Do you ever watch movies or TV in bed? Do you use a laptop or do you have a TV? Nope.
What's your favourite thing to cook for house guests? Creamy Tuscan chicken, or penne pasta with roasted zucchini and tomato sauce.
What sort of music did you grow up listening to? Did your parents have a big influence on your music taste today? My mom is a classical pianist so I grew up listening to mostly classical, and also some jazz because my parents took a liking to it when we lived in the New Orleans area in the early 90s. And my dad likes classic prog rock so I listened to a bit of that as well. Classical and classic prog/psychedelic rock are still some of my favorite genres.

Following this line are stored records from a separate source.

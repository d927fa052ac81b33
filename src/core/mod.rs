// LogCutter - core/mod.rs
//
// Core business logic layer: timestamp recognition, range location, cutting
// and the listing policies for local and remote inputs.
// Dependencies: util, chrono, regex, walkdir, glob.
// Must NOT depend on: platform, app. Remote access goes through the
// `inventory::RemoteFs` trait.

pub mod cutter;
pub mod discovery;
pub mod inventory;
pub mod locator;
pub mod model;
pub mod timestamp;
// LogCutter - platform/rsync.rs
//
// Bulk transfer of remote files into the local staging area.
//
// One rsync invocation copies every listed file. rsync's own ssh is wrapped
// in `sshpass -e`, which reads the password from the child's SSHPASS
// environment variable; the password never appears in any argument list.
// The host-key policy is passed to ssh as StrictHostKeyChecking.

use crate::platform::credentials::Credentials;
use crate::platform::ssh::{HostKeyPolicy, SshEndpoint};
use crate::util::constants;
use crate::util::error::TransferError;
use std::io;
use std::path::{Path, PathBuf};
use std::process::Command;

/// Copies a set of remote files into a local directory.
pub trait BulkCopier {
    /// Fetch `remote` into `staging`, flattening each file to its base name.
    fn fetch(&self, remote: &[PathBuf], staging: &Path) -> Result<(), TransferError>;
}

/// Programs and options for the rsync transfer.
#[derive(Debug, Clone)]
pub struct RsyncSettings {
    pub rsync_program: String,
    pub sshpass_program: String,
    pub host_key_policy: HostKeyPolicy,
    pub connect_timeout_secs: u64,
}

impl Default for RsyncSettings {
    fn default() -> Self {
        Self {
            rsync_program: constants::DEFAULT_RSYNC_PROGRAM.to_string(),
            sshpass_program: constants::DEFAULT_SSHPASS_PROGRAM.to_string(),
            host_key_policy: HostKeyPolicy::default(),
            connect_timeout_secs: constants::DEFAULT_CONNECT_TIMEOUT_SECS,
        }
    }
}

/// rsync-over-ssh transfer authenticated with a password.
#[derive(Debug, Clone)]
pub struct RsyncTransfer {
    endpoint: SshEndpoint,
    credentials: Credentials,
    settings: RsyncSettings,
}

impl RsyncTransfer {
    pub fn new(endpoint: SshEndpoint, credentials: Credentials, settings: RsyncSettings) -> Self {
        Self {
            endpoint,
            credentials,
            settings,
        }
    }

    /// The `-e` remote shell: ssh with port, host-key policy and a connect
    /// timeout. BatchMode is left off so ssh accepts the password sshpass
    /// supplies.
    pub fn remote_shell(&self) -> String {
        format!(
            "ssh -p {} -o StrictHostKeyChecking={} -o ConnectTimeout={}",
            self.endpoint.port,
            self.settings.host_key_policy.ssh_option_value(),
            self.settings.connect_timeout_secs,
        )
    }

    /// `user@host:path` source operand. IPv6 literals are bracketed so
    /// rsync does not split the address at its first colon.
    fn remote_source(&self, path: &Path) -> String {
        let host = &self.endpoint.host;
        if host.contains(':') {
            format!("{}@[{host}]:{}", self.credentials.username, path.display())
        } else {
            format!("{}@{host}:{}", self.credentials.username, path.display())
        }
    }

    /// Build the full `sshpass -e rsync ...` command without running it.
    ///
    /// `--copy-links` transfers the target of a remote symlink: the listing
    /// follows links, so a linked log must land as a regular file.
    pub fn build_command(&self, remote: &[PathBuf], staging: &Path) -> Command {
        let mut cmd = Command::new(&self.settings.sshpass_program);
        cmd.arg("-e")
            .arg(&self.settings.rsync_program)
            .arg("--archive")
            .arg("--copy-links")
            .arg("--compress")
            .arg("--protect-args")
            .arg("-e")
            .arg(self.remote_shell())
            .arg("--");
        for path in remote {
            cmd.arg(self.remote_source(path));
        }
        let mut dest = staging.as_os_str().to_owned();
        dest.push("/");
        cmd.arg(dest);
        cmd.env("SSHPASS", self.credentials.password.expose());
        cmd
    }
}

impl BulkCopier for RsyncTransfer {
    fn fetch(&self, remote: &[PathBuf], staging: &Path) -> Result<(), TransferError> {
        if remote.is_empty() {
            tracing::debug!("Nothing to transfer");
            return Ok(());
        }

        let program = self.settings.rsync_program.clone();
        tracing::info!(
            files = remote.len(),
            endpoint = %self.endpoint,
            staging = %staging.display(),
            "Starting bulk transfer"
        );

        let output = self.build_command(remote, staging).output().map_err(|source| {
            if source.kind() == io::ErrorKind::NotFound {
                TransferError::ProgramMissing {
                    program: self.settings.sshpass_program.clone(),
                    source,
                }
            } else {
                TransferError::Spawn {
                    program: self.settings.sshpass_program.clone(),
                    source,
                }
            }
        })?;

        if output.status.success() {
            tracing::info!(files = remote.len(), "Bulk transfer complete");
            return Ok(());
        }

        let stderr = truncate_stderr(&output.stderr);
        tracing::error!(
            program = %program,
            code = ?output.status.code(),
            stderr = %stderr.trim(),
            "Bulk transfer failed"
        );
        Err(TransferError::Failed {
            program,
            code: output.status.code(),
            stderr,
        })
    }
}

/// Lossy stderr text capped at `MAX_TRANSFER_STDERR_BYTES` (cut on a char
/// boundary).
fn truncate_stderr(bytes: &[u8]) -> String {
    let text = String::from_utf8_lossy(bytes);
    if text.len() <= constants::MAX_TRANSFER_STDERR_BYTES {
        return text.into_owned();
    }
    let mut cut = constants::MAX_TRANSFER_STDERR_BYTES;
    while !text.is_char_boundary(cut) {
        cut -= 1;
    }
    format!("{}...", &text[..cut])
}

#[cfg(test)]
mod tests {
    use super::*;
    use crate::platform::credentials::Password;
    use std::ffi::OsStr;

    fn transfer(policy: HostKeyPolicy) -> RsyncTransfer {
        RsyncTransfer::new(
            SshEndpoint {
                host: "logs.example.com".to_string(),
                port: 2222,
            },
            Credentials::new("ops", Password::new("hunter2")),
            RsyncSettings {
                host_key_policy: policy,
                ..RsyncSettings::default()
            },
        )
    }

    fn args(cmd: &Command) -> Vec<String> {
        cmd.get_args()
            .map(|a| a.to_string_lossy().into_owned())
            .collect()
    }

    #[test]
    fn test_password_only_in_environment() {
        let t = transfer(HostKeyPolicy::Strict);
        let cmd = t.build_command(
            &[PathBuf::from("/var/log/app/a.log")],
            Path::new("/tmp/stage"),
        );
        assert_eq!(cmd.get_program(), OsStr::new("sshpass"));
        assert!(args(&cmd).iter().all(|a| !a.contains("hunter2")));
        let sshpass = cmd
            .get_envs()
            .find(|(k, _)| *k == OsStr::new("SSHPASS"))
            .and_then(|(_, v)| v);
        assert_eq!(sshpass, Some(OsStr::new("hunter2")));
    }

    #[test]
    fn test_command_shape() {
        let t = transfer(HostKeyPolicy::Strict);
        let cmd = t.build_command(
            &[
                PathBuf::from("/var/log/app/a.log"),
                PathBuf::from("/var/log/app/b.log"),
            ],
            Path::new("/tmp/stage"),
        );
        let a = args(&cmd);
        assert_eq!(a[0], "-e");
        assert_eq!(a[1], "rsync");
        assert!(a.contains(&"--copy-links".to_string()));
        let shell = "ssh -p 2222 -o StrictHostKeyChecking=yes -o ConnectTimeout=15";
        assert!(a.contains(&shell.to_string()));
        assert_eq!(
            &a[a.len() - 3..],
            &[
                "ops@logs.example.com:/var/log/app/a.log".to_string(),
                "ops@logs.example.com:/var/log/app/b.log".to_string(),
                "/tmp/stage/".to_string(),
            ]
        );
    }

    #[test]
    fn test_ipv6_host_is_bracketed() {
        let mut t = transfer(HostKeyPolicy::Strict);
        t.endpoint.host = "::1".to_string();
        let cmd = t.build_command(
            &[PathBuf::from("/var/log/app/a.log")],
            Path::new("/tmp/stage"),
        );
        let a = args(&cmd);
        assert_eq!(a[a.len() - 2], "ops@[::1]:/var/log/app/a.log");
    }

    #[test]
    fn test_accept_new_policy_reaches_ssh() {
        let t = transfer(HostKeyPolicy::AcceptNew);
        assert!(t.remote_shell().contains("StrictHostKeyChecking=accept-new"));
    }

    #[test]
    fn test_empty_fetch_is_noop() {
        let t = transfer(HostKeyPolicy::Strict);
        assert!(t.fetch(&[], Path::new("/nonexistent")).is_ok());
    }

    #[test]
    fn test_missing_program_is_reported() {
        let mut t = transfer(HostKeyPolicy::Strict);
        t.settings.sshpass_program = "logcutter-no-such-program".to_string();
        let dir = tempfile::tempdir().unwrap();
        let err = t
            .fetch(&[PathBuf::from("/var/log/a.log")], dir.path())
            .unwrap_err();
        assert!(matches!(err, TransferError::ProgramMissing { .. }), "got {err}");
    }

    #[test]
    fn test_stderr_is_capped() {
        let long = vec![b'x'; constants::MAX_TRANSFER_STDERR_BYTES * 2];
        let text = truncate_stderr(&long);
        assert_eq!(text.len(), constants::MAX_TRANSFER_STDERR_BYTES + 3);
        assert_eq!(truncate_stderr(b"short"), "short");
    }
}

Do you remember your dreams? Usually.
Are you at home right now? Yep. I'm in the downstairs bedroom that we use as a bird room. I have a mini portable/collapsible desk that I set up when I want to bring my laptop in here from my study and chill with my birds.
When was the last time it rained where you live? About 10 minutes ago. A thunderstorm just passed through.
Do you think you have a diverse vocabulary? Yes, I'd say so.
Have you ever eaten pawpaw? I've had papaya (I've read that some parts of the world call that pawpaw, I'm not sure if that's what you meant), but I've never eaten what people in the U.S./Canada call pawpaw, that's a different type of tree fruit that's really obscure and not usually cultivated/eaten.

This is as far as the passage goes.